23 August, 2007

I grew up in a little town nestled on the bluffs above the Ohio River. When I rocked myself to sleep at night, I could hear barges lowing on the river as they passed each other. Now I live a few miles farther north on the flat plain that rises from the river across from Cincinnati. I can see train tracks from the windows. I don’t know how my mental life would have been different if I’d started out here instead. I’ve often said that it’s easy to be a postmodernist in the hills, because it’s obvious that where things are and how they look differ depending on your perspective, and you can’t always get there from here. But down here on gridded streets, there’s a different kind of beauty.

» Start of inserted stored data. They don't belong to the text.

//! Routing of inbound interactions to the feature that owns the current flow.

use std::collections::HashMap;
use std::fmt;
use std::sync::Arc;

use async_trait::async_trait;
use tracing::{debug, warn};

use super::error::{FlowError, SessionError};
use super::state::{FlowState, Namespace};
use super::store::SessionStore;
use crate::ledger::{AccountId, AccountStore};

/// An inbound interaction from the transport.
#[derive(Debug, Clone, PartialEq, Eq)]
pub enum FlowInput {
    /// Free text typed by the user.
    Text(String),
    /// A button press carrying callback data.
    Action(String),
    /// An uploaded file, referenced by the transport's file id.
    Media {
        /// Transport file reference.
        file_ref: String,
    },
}

/// What the owning handler wants done with the account's state.
#[derive(Debug, Clone, PartialEq, Eq)]
pub enum Transition {
    /// Keep the current state.
    Stay,
    /// Move to another state, possibly in another namespace.
    Advance(FlowState),
    /// The flow is over; return to the home context.
    Finish,
}

/// A feature module that owns one namespace of flow states.
#[async_trait]
pub trait FlowHandler: Send + Sync {
    /// The namespace this handler owns.
    fn namespace(&self) -> Namespace;

    /// Handles `input` for an account whose current state is `state`.
    ///
    /// Only called with states in [`Self::namespace`].
    ///
    /// # Errors
    ///
    /// Any error ends the flow: the dispatcher clears the account's state.
    async fn handle(
        &self,
        account: AccountId,
        state: &FlowState,
        input: &FlowInput,
    ) -> Result<Transition, FlowError>;
}

/// Routes the current flow state to its owning [`FlowHandler`].
#[derive(Clone)]
pub struct FlowDispatcher {
    sessions: SessionStore,
    accounts: AccountStore,
    handlers: HashMap<Namespace, Arc<dyn FlowHandler>>,
}

impl fmt::Debug for FlowDispatcher {
    fn fmt(&self, f: &mut fmt::Formatter<'_>) -> fmt::Result {
        f.debug_struct("FlowDispatcher")
            .field("namespaces", &self.handlers.keys().collect::<Vec<_>>())
            .finish_non_exhaustive()
    }
}

impl FlowDispatcher {
    /// Creates a dispatcher with no handlers.
    #[must_use]
    pub fn new(sessions: SessionStore, accounts: AccountStore) -> Self {
        Self {
            sessions,
            accounts,
            handlers: HashMap::new(),
        }
    }

    /// Registers `handler` for its namespace, replacing any previous owner.
    #[must_use]
    pub fn with_handler(mut self, handler: Arc<dyn FlowHandler>) -> Self {
        self.handlers.insert(handler.namespace(), handler);
        self
    }

    /// Returns the session store.
    #[must_use]
    pub const fn sessions(&self) -> &SessionStore {
        &self.sessions
    }

    /// Hands `input` to the owner of the account's current flow.
    ///
    /// Returns `Ok(None)` when the account is idle or no handler owns the
    /// namespace; the caller then treats the input in the home context.
    /// Otherwise the handler's transition is applied before returning, so
    /// the caller observes the new state.
    ///
    /// # Errors
    ///
    /// Returns [`SessionError::Banned`] for a banned account and
    /// [`SessionError::Handler`] when the handler fails (in both cases the
    /// state has already been cleared). A transition whose target state
    /// cannot be stored also clears the state before its error is returned.
    pub async fn dispatch(
        &self,
        account: AccountId,
        input: &FlowInput,
    ) -> Result<Option<Transition>, SessionError> {
        if matches!(self.accounts.get(account)?, Some(a) if a.banned) {
            debug!(account_id = %account, "ignoring input from banned account");
            self.sessions.clear_state(account)?;
            return Err(SessionError::Banned { account });
        }

        let state = self.sessions.get_state(account)?;
        let Some(namespace) = state.namespace() else {
            return Ok(None);
        };
        let Some(handler) = self.handlers.get(&namespace) else {
            debug!(account_id = %account, %namespace, "no handler owns flow");
            return Ok(None);
        };

        match handler.handle(account, &state, input).await {
            Ok(transition) => {
                match &transition {
                    Transition::Stay => {},
                    Transition::Advance(next) => {
                        if let Err(e) = self.sessions.set_state(account, next) {
                            warn!(account_id = %account, %namespace, error = %e, "transition not stored, clearing state");
                            self.sessions.clear_state(account)?;
                            return Err(e);
                        }
                    },
                    Transition::Finish => self.sessions.clear_state(account)?,
                }
                Ok(Some(transition))
            },
            Err(source) => {
                warn!(account_id = %account, %namespace, error = %source, "flow failed, clearing state");
                self.sessions.clear_state(account)?;
                Err(SessionError::Handler { namespace, source })
            },
        }
    }
}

I just finished reading James Loewen’s book Sundown Towns, and apparently the city I live in now was one and according to longtime residents even had a sign at city limits, though it’s obviously integrated now. We’ve seen some Confederate flags, but not a lot of active racism. Ft. Thomas, where I grew up, doesn’t end up on the sundown town list, probably because the VA hospital there gave them some sort of black (patient) population that would show up in the census. It certainly has a history of racism and exclusion going along with its legacy of class-based snobbishness and I never had a non-white classmate. It too is less white but maybe not much more welcoming than it used to be when I was a child. It was a good place to grow up because the woods behind my house were a haven for me and I was able to walk from school, but I was aware of the extent of my privilege and alienation there.

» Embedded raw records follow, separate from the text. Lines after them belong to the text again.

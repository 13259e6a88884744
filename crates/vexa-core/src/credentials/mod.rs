//! API credentials for the external HTTP interface.
//!
//! Each account may hold one opaque bearer credential. Only a SHA-256 hash
//! and a short hint are persisted, so a database leak does not expose usable
//! credentials and an issued credential cannot be shown again; operators
//! rotate instead.
//!
//! The administrative surface is guarded separately by a single
//! [`AdminSecret`].

mod admin;
mod store;

use thiserror::Error;

pub use admin::{AdminAuthError, AdminSecret};
pub use store::{
    ApiCredential, Authenticated, CREDENTIAL_PREFIX, CredentialStatus, CredentialStore,
};

use crate::amount::Credits;
use crate::db::DbError;
use crate::ledger::{AccountId, LedgerError};

/// Errors from the credential layer.
#[derive(Debug, Error)]
#[non_exhaustive]
pub enum CredentialError {
    /// No credential was presented.
    #[error("API key is required")]
    Missing,

    /// The credential is malformed, unknown or revoked.
    #[error("API key is invalid or has been revoked")]
    Invalid,

    /// The owning account is banned.
    #[error("account {account} is banned")]
    Banned {
        /// The banned account.
        account: AccountId,
    },

    /// The balance does not cover the per-call cost.
    #[error("insufficient balance: required {required}, available {available}")]
    InsufficientBalance {
        /// Per-call cost.
        required: Credits,
        /// Balance at the time of the call.
        available: Credits,
    },

    /// The account does not exist.
    #[error("account not found: {account}")]
    AccountNotFound {
        /// The missing account.
        account: AccountId,
    },

    /// Ledger failure.
    #[error(transparent)]
    Ledger(#[from] LedgerError),

    /// Storage failure.
    #[error(transparent)]
    Storage(#[from] DbError),
}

When A gets home in half an hour, we’ll be taking off for what will probably be my last visit (and her first) to my most-loved location, the cottage on Lake Erie my grandparents rent. It was one of the buildings used at the Pan-American Expo at which McKinley was shot, like several others then floated across the lake to be set down as a summer home. It’s a beautiful, shabby old house full of sand and memories. I love even the fishy smell of the lake, the flaps and cries of seagulls. It may be stormy while we’re there, but some of my favorite memories are of the times the wind kicked up wild waves and I could sit on the porch and watch the lightning. I feel more myself there than anywhere else. I love material culture more than “real” art in some ways, looking at something I know someone long ago has held, used, loved. The cottage has so many goofy little objects that are part of my history and part of me and in the future will be someone else’s. It’s going to be a hard but good goodbye, I think, and a good chance and place for me to rest.